Could each entry be returned exactly as it appears?

================

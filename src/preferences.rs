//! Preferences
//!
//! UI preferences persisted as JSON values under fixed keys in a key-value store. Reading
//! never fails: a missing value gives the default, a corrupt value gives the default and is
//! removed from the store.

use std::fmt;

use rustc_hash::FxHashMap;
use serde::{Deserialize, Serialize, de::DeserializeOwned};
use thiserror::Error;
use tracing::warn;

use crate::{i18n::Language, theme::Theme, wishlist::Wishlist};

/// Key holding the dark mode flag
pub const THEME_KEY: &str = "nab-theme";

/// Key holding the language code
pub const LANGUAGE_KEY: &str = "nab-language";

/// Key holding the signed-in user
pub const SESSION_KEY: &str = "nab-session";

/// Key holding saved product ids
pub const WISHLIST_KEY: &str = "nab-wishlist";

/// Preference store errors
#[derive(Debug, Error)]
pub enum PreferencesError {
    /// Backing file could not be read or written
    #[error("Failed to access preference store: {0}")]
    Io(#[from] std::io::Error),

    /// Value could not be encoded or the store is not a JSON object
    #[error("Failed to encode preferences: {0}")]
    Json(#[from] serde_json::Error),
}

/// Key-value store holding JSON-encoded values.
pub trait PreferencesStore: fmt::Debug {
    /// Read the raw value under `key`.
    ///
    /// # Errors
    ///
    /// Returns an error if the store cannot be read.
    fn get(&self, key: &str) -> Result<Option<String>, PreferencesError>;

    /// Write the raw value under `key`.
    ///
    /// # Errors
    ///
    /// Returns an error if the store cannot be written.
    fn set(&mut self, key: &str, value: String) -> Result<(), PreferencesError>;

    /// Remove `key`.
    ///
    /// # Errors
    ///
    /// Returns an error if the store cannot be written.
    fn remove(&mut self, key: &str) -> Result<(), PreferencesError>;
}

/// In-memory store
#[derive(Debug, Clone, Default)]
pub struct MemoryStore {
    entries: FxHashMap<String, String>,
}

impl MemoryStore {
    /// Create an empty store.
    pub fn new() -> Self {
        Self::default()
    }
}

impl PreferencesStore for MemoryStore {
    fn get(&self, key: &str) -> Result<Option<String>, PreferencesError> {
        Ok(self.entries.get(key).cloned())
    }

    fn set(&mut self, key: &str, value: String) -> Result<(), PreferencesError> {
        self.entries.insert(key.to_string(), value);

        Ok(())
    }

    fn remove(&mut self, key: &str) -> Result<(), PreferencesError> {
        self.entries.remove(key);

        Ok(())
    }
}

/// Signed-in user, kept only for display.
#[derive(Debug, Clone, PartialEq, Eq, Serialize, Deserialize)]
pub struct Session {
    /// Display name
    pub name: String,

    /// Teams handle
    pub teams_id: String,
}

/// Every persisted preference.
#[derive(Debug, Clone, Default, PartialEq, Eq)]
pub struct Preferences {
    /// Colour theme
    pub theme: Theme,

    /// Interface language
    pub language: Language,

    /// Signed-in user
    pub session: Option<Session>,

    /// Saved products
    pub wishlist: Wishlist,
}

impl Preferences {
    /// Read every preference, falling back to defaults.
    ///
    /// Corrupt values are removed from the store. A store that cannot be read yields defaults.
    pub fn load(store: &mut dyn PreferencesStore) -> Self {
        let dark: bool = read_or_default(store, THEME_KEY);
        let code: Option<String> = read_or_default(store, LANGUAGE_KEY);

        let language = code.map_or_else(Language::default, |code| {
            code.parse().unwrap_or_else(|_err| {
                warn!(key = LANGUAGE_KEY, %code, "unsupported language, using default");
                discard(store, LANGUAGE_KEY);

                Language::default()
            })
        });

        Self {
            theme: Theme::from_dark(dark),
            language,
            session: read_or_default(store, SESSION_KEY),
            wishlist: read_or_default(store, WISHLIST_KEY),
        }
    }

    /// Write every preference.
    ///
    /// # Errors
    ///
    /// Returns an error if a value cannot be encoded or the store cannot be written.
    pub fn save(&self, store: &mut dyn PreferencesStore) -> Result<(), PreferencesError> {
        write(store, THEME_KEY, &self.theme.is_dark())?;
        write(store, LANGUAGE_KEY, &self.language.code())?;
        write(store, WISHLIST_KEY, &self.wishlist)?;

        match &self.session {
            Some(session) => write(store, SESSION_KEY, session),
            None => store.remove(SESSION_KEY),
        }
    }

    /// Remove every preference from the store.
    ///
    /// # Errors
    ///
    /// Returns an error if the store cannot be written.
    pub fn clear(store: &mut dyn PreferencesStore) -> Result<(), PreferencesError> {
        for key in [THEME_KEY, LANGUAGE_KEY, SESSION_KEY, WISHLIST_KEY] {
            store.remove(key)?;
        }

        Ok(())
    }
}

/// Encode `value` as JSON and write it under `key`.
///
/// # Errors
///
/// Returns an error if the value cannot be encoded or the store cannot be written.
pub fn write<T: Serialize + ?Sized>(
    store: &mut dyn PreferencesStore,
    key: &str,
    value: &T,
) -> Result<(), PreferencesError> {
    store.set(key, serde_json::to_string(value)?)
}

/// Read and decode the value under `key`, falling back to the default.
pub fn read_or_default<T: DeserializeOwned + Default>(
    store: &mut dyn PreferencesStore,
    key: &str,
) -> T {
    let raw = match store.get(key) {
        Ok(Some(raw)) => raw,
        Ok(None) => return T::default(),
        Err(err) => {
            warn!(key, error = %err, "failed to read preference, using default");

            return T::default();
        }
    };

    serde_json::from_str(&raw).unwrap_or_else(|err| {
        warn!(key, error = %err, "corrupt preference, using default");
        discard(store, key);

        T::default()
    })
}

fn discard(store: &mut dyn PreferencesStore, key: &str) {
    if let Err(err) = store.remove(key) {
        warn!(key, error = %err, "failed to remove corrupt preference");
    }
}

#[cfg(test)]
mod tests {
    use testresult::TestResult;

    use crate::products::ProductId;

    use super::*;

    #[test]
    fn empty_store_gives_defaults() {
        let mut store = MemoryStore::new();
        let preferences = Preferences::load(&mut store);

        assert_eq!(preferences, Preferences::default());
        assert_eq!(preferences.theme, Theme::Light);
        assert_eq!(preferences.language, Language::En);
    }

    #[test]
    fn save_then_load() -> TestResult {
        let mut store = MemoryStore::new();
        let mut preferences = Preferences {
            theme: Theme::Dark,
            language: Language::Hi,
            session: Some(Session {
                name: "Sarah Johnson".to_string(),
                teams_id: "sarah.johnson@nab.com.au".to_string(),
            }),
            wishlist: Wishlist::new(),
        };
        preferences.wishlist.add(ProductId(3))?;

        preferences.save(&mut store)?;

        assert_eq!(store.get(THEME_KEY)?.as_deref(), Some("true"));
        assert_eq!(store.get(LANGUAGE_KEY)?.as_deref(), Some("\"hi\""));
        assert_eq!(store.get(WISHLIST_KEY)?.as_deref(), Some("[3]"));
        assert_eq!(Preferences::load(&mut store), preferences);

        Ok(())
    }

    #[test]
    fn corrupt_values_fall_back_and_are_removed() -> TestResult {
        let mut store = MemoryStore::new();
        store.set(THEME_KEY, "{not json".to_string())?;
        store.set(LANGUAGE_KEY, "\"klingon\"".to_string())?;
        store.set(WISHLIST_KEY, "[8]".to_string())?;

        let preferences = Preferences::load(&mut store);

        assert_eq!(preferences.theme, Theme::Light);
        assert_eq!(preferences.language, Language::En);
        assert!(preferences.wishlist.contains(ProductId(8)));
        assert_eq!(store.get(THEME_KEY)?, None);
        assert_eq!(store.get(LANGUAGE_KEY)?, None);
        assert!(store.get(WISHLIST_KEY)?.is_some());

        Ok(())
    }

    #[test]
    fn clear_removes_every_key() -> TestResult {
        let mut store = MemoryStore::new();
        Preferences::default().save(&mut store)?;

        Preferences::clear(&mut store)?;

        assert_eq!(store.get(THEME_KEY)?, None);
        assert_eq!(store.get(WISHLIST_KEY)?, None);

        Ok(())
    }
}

================

__Response area__
filename src/preferences.rs
//! Preferences
//!
//! UI preferences persisted as JSON values under fixed keys in a key-value store. Reading
//! never fails: a missing value gives the default, a corrupt value gives the default and is
//! removed from the store.

use std::fmt;

use rustc_hash::FxHashMap;
use serde::{Deserialize, Serialize, de::DeserializeOwned};
use thiserror::Error;
use tracing::warn;

use crate::{i18n::Language, theme::Theme, wishlist::Wishlist};

/// Key holding the dark mode flag
pub const THEME_KEY: &str = "nab-theme";

/// Key holding the language code
pub const LANGUAGE_KEY: &str = "nab-language";

/// Key holding the signed-in user
pub const SESSION_KEY: &str = "nab-session";

/// Key holding saved product ids
pub const WISHLIST_KEY: &str = "nab-wishlist";

/// Preference store errors
#[derive(Debug, Error)]
pub enum PreferencesError {
    /// Backing file could not be read or written
    #[error("Failed to access preference store: {0}")]
    Io(#[from] std::io::Error),

    /// Value could not be encoded or the store is not a JSON object
    #[error("Failed to encode preferences: {0}")]
    Json(#[from] serde_json::Error),
}

/// Key-value store holding JSON-encoded values.
pub trait PreferencesStore: fmt::Debug {
    /// Read the raw value under `key`.
    ///
    /// # Errors
    ///
    /// Returns an error if the store cannot be read.
    fn get(&self, key: &str) -> Result<Option<String>, PreferencesError>;

    /// Write the raw value under `key`.
    ///
    /// # Errors
    ///
    /// Returns an error if the store cannot be written.
    fn set(&mut self, key: &str, value: String) -> Result<(), PreferencesError>;

    /// Remove `key`.
    ///
    /// # Errors
    ///
    /// Returns an error if the store cannot be written.
    fn remove(&mut self, key: &str) -> Result<(), PreferencesError>;
}

/// In-memory store
#[derive(Debug, Clone, Default)]
pub struct MemoryStore {
    entries: FxHashMap<String, String>,
}

impl MemoryStore {
    /// Create an empty store.
    pub fn new() -> Self {
        Self::default()
    }
}

impl PreferencesStore for MemoryStore {
    fn get(&self, key: &str) -> Result<Option<String>, PreferencesError> {
        Ok(self.entries.get(key).cloned())
    }

    fn set(&mut self, key: &str, value: String) -> Result<(), PreferencesError> {
        self.entries.insert(key.to_string(), value);

        Ok(())
    }

    fn remove(&mut self, key: &str) -> Result<(), PreferencesError> {
        self.entries.remove(key);

        Ok(())
    }
}

/// Signed-in user, kept only for display.
#[derive(Debug, Clone, PartialEq, Eq, Serialize, Deserialize)]
pub struct Session {
    /// Display name
    pub name: String,

    /// Teams handle
    pub teams_id: String,
}

/// Every persisted preference.
#[derive(Debug, Clone, Default, PartialEq, Eq)]
pub struct Preferences {
    /// Colour theme
    pub theme: Theme,

    /// Interface language
    pub language: Language,

    /// Signed-in user
    pub session: Option<Session>,

    /// Saved products
    pub wishlist: Wishlist,
}

impl Preferences {
    /// Read every preference, falling back to defaults.
    ///
    /// Corrupt values are removed from the store. A store that cannot be read yields defaults.
    pub fn load(store: &mut dyn PreferencesStore) -> Self {
        let dark: bool = read_or_default(store, THEME_KEY);
        let code: Option<String> = read_or_default(store, LANGUAGE_KEY);

        let language = code.map_or_else(Language::default, |code| {
            code.parse().unwrap_or_else(|_err| {
                warn!(key = LANGUAGE_KEY, %code, "unsupported language, using default");
                discard(store, LANGUAGE_KEY);

                Language::default()
            })
        });

        Self {
            theme: Theme::from_dark(dark),
            language,
            session: read_or_default(store, SESSION_KEY),
            wishlist: read_or_default(store, WISHLIST_KEY),
        }
    }

    /// Write every preference.
    ///
    /// # Errors
    ///
    /// Returns an error if a value cannot be encoded or the store cannot be written.
    pub fn save(&self, store: &mut dyn PreferencesStore) -> Result<(), PreferencesError> {
        write(store, THEME_KEY, &self.theme.is_dark())?;
        write(store, LANGUAGE_KEY, &self.language.code())?;
        write(store, WISHLIST_KEY, &self.wishlist)?;

        match &self.session {
            Some(session) => write(store, SESSION_KEY, session),
            None => store.remove(SESSION_KEY),
        }
    }

    /// Remove every preference from the store.
    ///
    /// # Errors
    ///
    /// Returns an error if the store cannot be written.
    pub fn clear(store: &mut dyn PreferencesStore) -> Result<(), PreferencesError> {
        for key in [THEME_KEY, LANGUAGE_KEY, SESSION_KEY, WISHLIST_KEY] {
            store.remove(key)?;
        }

        Ok(())
    }
}

/// Encode `value` as JSON and write it under `key`.
///
/// # Errors
///
/// Returns an error if the value cannot be encoded or the store cannot be written.
pub fn write<T: Serialize + ?Sized>(
    store: &mut dyn PreferencesStore,
    key: &str,
    value: &T,
) -> Result<(), PreferencesError> {
    store.set(key, serde_json::to_string(value)?)
}

/// Read and decode the value under `key`, falling back to the default.
pub fn read_or_default<T: DeserializeOwned + Default>(
    store: &mut dyn PreferencesStore,
    key: &str,
) -> T {
    let raw = match store.get(key) {
        Ok(Some(raw)) => raw,
        Ok(None) => return T::default(),
        Err(err) => {
            warn!(key, error = %err, "failed to read preference, using default");

            return T::default();
        }
    };

    serde_json::from_str(&raw).unwrap_or_else(|err| {
        warn!(key, error = %err, "corrupt preference, using default");
        discard(store, key);

        T::default()
    })
}

fn discard(store: &mut dyn PreferencesStore, key: &str) {
    if let Err(err) = store.remove(key) {
        warn!(key, error = %err, "failed to remove corrupt preference");
    }
}

#[cfg(test)]
mod tests {
    use testresult::TestResult;

    use crate::products::ProductId;

    use super::*;

    #[test]
    fn empty_store_gives_defaults() {
        let mut store = MemoryStore::new();
        let preferences = Preferences::load(&mut store);

        assert_eq!(preferences, Preferences::default());
        assert_eq!(preferences.theme, Theme::Light);
        assert_eq!(preferences.language, Language::En);
    }

    #[test]
    fn save_then_load() -> TestResult {
        let mut store = MemoryStore::new();
        let mut preferences = Preferences {
            theme: Theme::Dark,
            language: Language::Hi,
            session: Some(Session {
                name: "Sarah Johnson".to_string(),
                teams_id: "sarah.johnson@nab.com.au".to_string(),
            }),
            wishlist: Wishlist::new(),
        };
        preferences.wishlist.add(ProductId(3))?;

        preferences.save(&mut store)?;

        assert_eq!(store.get(THEME_KEY)?.as_deref(), Some("true"));
        assert_eq!(store.get(LANGUAGE_KEY)?.as_deref(), Some("\"hi\""));
        assert_eq!(store.get(WISHLIST_KEY)?.as_deref(), Some("[3]"));
        assert_eq!(Preferences::load(&mut store), preferences);

        Ok(())
    }

    #[test]
    fn corrupt_values_fall_back_and_are_removed() -> TestResult {
        let mut store = MemoryStore::new();
        store.set(THEME_KEY, "{not json".to_string())?;
        store.set(LANGUAGE_KEY, "\"klingon\"".to_string())?;
        store.set(WISHLIST_KEY, "[8]".to_string())?;

        let preferences = Preferences::load(&mut store);

        assert_eq!(preferences.theme, Theme::Light);
        assert_eq!(preferences.language, Language::En);
        assert!(preferences.wishlist.contains(ProductId(8)));
        assert_eq!(store.get(THEME_KEY)?, None);
        assert_eq!(store.get(LANGUAGE_KEY)?, None);
        assert!(store.get(WISHLIST_KEY)?.is_some());

        Ok(())
    }

    #[test]
    fn clear_removes_every_key() -> TestResult {
        let mut store = MemoryStore::new();
        Preferences::default().save(&mut store)?;

        Preferences::clear(&mut store)?;

        assert_eq!(store.get(THEME_KEY)?, None);
        assert_eq!(store.get(WISHLIST_KEY)?, None);

        Ok(())
    }
}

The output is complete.